- DATASET -
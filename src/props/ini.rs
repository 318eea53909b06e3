// SPDX-FileCopyrightText: 2026 Sébastien Helleu <flashcode@flashtux.org>
//
// SPDX-License-Identifier: GPL-3.0-or-later

//! INI file parser, sharing the comment, blank and continuation rules of the
//! properties parser.
//!
//! Content before the first section is the file header. Lines that can not be
//! parsed are kept as junk entries named `_junk_<n>_<start>-<end>`, so the file
//! can be written back.

use serde::Serialize;

use crate::props::{
    entry::Entry,
    error::Malformed,
    escape::EscapePropertiesExt,
    line::{LogicalLines, WHITESPACE},
    parser::split_assignment,
    value::{Properties, PropertyValue},
};

/// Characters starting a comment in an INI file.
pub const INI_COMMENT_CHARS: &[char] = &['#', ';'];

#[derive(Debug, Default, Clone, PartialEq, Eq, Serialize)]
pub struct IniSection {
    pub line_number: usize,
    pub name: String,
    pub entries: Properties,
    /// Assignments of the section in file order, with their line numbers.
    #[serde(skip)]
    pub assignments: Vec<Entry>,
}

/// A line that could not be parsed, kept for round-tripping.
#[derive(Debug, Default, Clone, PartialEq, Eq, Serialize)]
pub struct Junk {
    /// Synthetic key `_junk_<n>_<start>-<end>` of the entry in its section.
    pub key: String,
    pub line_number: usize,
    pub text: String,
}

#[derive(Debug, Default, Clone, PartialEq, Eq, Serialize)]
pub struct IniFile {
    /// Lines before the first section (usually comments).
    pub header: Vec<String>,
    pub sections: Vec<IniSection>,
    pub junk: Vec<Junk>,
}

enum IniLine<'a> {
    Section(&'a str),
    Entry(&'a str, &'a str),
    Junk,
}

impl IniFile {
    /// Return the first section with this name.
    #[must_use]
    pub fn section(&self, name: &str) -> Option<&IniSection> {
        self.sections.iter().find(|s| s.name == name)
    }

    /// Write the file back to the INI syntax: header, then sections with their
    /// entries (keys sorted); junk entries are written as found.
    #[must_use]
    pub fn to_ini_string(&self) -> String {
        let mut out = String::new();
        for line in &self.header {
            out.push_str(line);
            out.push('\n');
        }
        for section in &self.sections {
            out.push_str(&format!("[{}]\n", section.name));
            for (key, value) in &section.entries {
                let Some(value) = value.as_value() else {
                    continue;
                };
                if self.junk.iter().any(|j| j.key == *key) {
                    out.push_str(value);
                    out.push('\n');
                } else {
                    out.push_str(&format!("{key}={}\n", value.escape_properties()));
                }
            }
        }
        out
    }
}

/// Classify a logical line (not a comment).
fn classify(text: &str) -> IniLine<'_> {
    let trimmed = text.trim_matches(WHITESPACE);
    if let Some(inner) = trimmed.strip_prefix('[') {
        return match inner.strip_suffix(']').map(|s| s.trim_matches(WHITESPACE)) {
            Some(name) if !name.is_empty() && !name.contains(['[', ']']) => {
                IniLine::Section(name)
            }
            _ => IniLine::Junk,
        };
    }
    match split_assignment(text) {
        Some((key, value)) if !key.is_empty() => IniLine::Entry(key, value),
        _ => IniLine::Junk,
    }
}

/// Parse the lines of an INI file.
///
/// # Errors
///
/// Return [`Malformed`] if the last line ends with a continuation backslash; other
/// invalid lines are kept as junk entries.
pub fn parse_ini<L, S>(lines: L) -> Result<IniFile, Malformed>
where
    L: IntoIterator<Item = S>,
    S: AsRef<str>,
{
    let mut ini = IniFile::default();
    let mut junk_count = 0;
    for line in LogicalLines::new(lines.into_iter(), INI_COMMENT_CHARS) {
        let line = line?;
        let kind = if line.comment {
            None
        } else {
            Some(classify(&line.text))
        };
        if let Some(IniLine::Section(name)) = kind {
            ini.sections.push(IniSection {
                line_number: line.line_number,
                name: name.to_string(),
                ..Default::default()
            });
            continue;
        }
        let Some(section) = ini.sections.last_mut() else {
            ini.header.push(line.text.clone());
            continue;
        };
        match kind {
            Some(IniLine::Entry(key, value)) => {
                let entry = Entry::new(line.line_number, key, None, value);
                section
                    .entries
                    .insert(entry.key.clone(), PropertyValue::Value(entry.value.clone()));
                section.assignments.push(entry);
            }
            Some(IniLine::Junk) => {
                junk_count += 1;
                let key = format!("_junk_{junk_count}_{}-{}", line.start, line.end);
                section
                    .entries
                    .insert(key.clone(), PropertyValue::Value(line.text.clone()));
                ini.junk.push(Junk {
                    key,
                    line_number: line.line_number,
                    text: line.text.clone(),
                });
            }
            Some(IniLine::Section(_)) | None => {}
        }
    }
    Ok(ini)
}

#[cfg(test)]
mod tests {
    use super::*;
    use crate::props::error::Reason;

    #[test]
    fn parse_ini_empty() {
        let ini = parse_ini(["", "  "]).unwrap();
        assert!(ini.header.is_empty());
        assert!(ini.sections.is_empty());
    }

    #[test]
    fn parse_ini_header_and_sections() {
        let ini = parse_ini([
            "; This Source Code Form is subject to the terms",
            "# of the license",
            "",
            "[Strings]",
            "Title = Hello",
            "; comment in section",
            "Body=Line 1\\nLine 2",
            "[Other]",
            "Title=multi\\",
            "  line",
        ])
        .unwrap();
        assert_eq!(
            ini.header,
            vec![
                "; This Source Code Form is subject to the terms",
                "# of the license"
            ]
        );
        assert_eq!(ini.sections.len(), 2);
        let strings = ini.section("Strings").unwrap();
        assert_eq!(strings.line_number, 4);
        assert_eq!(strings.entries.len(), 2);
        assert_eq!(strings.entries["Title"].as_value(), Some("Hello"));
        assert_eq!(strings.entries["Body"].as_value(), Some("Line 1\nLine 2"));
        let other = ini.section("Other").unwrap();
        assert_eq!(other.entries["Title"].as_value(), Some("multiline"));
        assert!(ini.section("Missing").is_none());
        assert!(ini.junk.is_empty());
        let lines: Vec<(usize, &str)> = strings
            .assignments
            .iter()
            .map(|e| (e.line_number, e.raw_value.as_str()))
            .collect();
        assert_eq!(lines, vec![(5, "Hello"), (7, "Line 1\\nLine 2")]);
        assert_eq!(other.assignments[0].value, "multiline");
    }

    #[test]
    fn parse_ini_content_before_section_is_header() {
        let ini = parse_ini(["key=value", "[S]", "a=1"]).unwrap();
        assert_eq!(ini.header, vec!["key=value"]);
        assert_eq!(ini.sections[0].entries.len(), 1);
    }

    #[test]
    fn parse_ini_junk() {
        let ini = parse_ini([
            "; header comment",
            "# more",
            "[Strings]",
            "Title=Hello",
            "oops",
            "[bad",
            "Key = a\\tb",
            "=no key",
        ])
        .unwrap();
        let section = &ini.sections[0];
        assert_eq!(section.name, "Strings");
        assert_eq!(section.entries["Key"].as_value(), Some("a\tb"));
        assert_eq!(section.entries["_junk_1_46-50"].as_value(), Some("oops"));
        assert_eq!(section.entries["_junk_2_51-55"].as_value(), Some("[bad"));
        assert_eq!(section.entries["_junk_3_67-74"].as_value(), Some("=no key"));
        assert_eq!(ini.junk.len(), 3);
        assert_eq!(ini.junk[0].key, "_junk_1_46-50");
        assert_eq!(ini.junk[0].line_number, 5);
        assert_eq!(ini.junk[2].line_number, 8);
    }

    #[test]
    fn ini_to_string() {
        let ini = parse_ini([
            "; header",
            "[Strings]",
            "Title = Hello ",
            "oops",
            "Body=a\\tb",
        ])
        .unwrap();
        assert_eq!(
            ini.to_ini_string(),
            "; header\n[Strings]\nBody=a\\tb\nTitle=Hello\noops\n"
        );
    }

    #[test]
    fn parse_ini_unterminated_continuation() {
        let err = parse_ini(["[S]", "a=1", "b=\\"]).unwrap_err();
        assert_eq!(err.reason, Reason::UnterminatedContinuation);
        assert_eq!(err.line_number, 3);
    }
}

- YOUR INSTRUCTIONS -
The response must hold only the lines above from the line with "for (key, value)" through the line with "out.push_str(value);", each copied exactly, both ends kept.

- TASK ANSWER -
            for (key, value) in &section.entries {
                let Some(value) = value.as_value() else {
                    continue;
                };
                if self.junk.iter().any(|j| j.key == *key) {
                    out.push_str(value);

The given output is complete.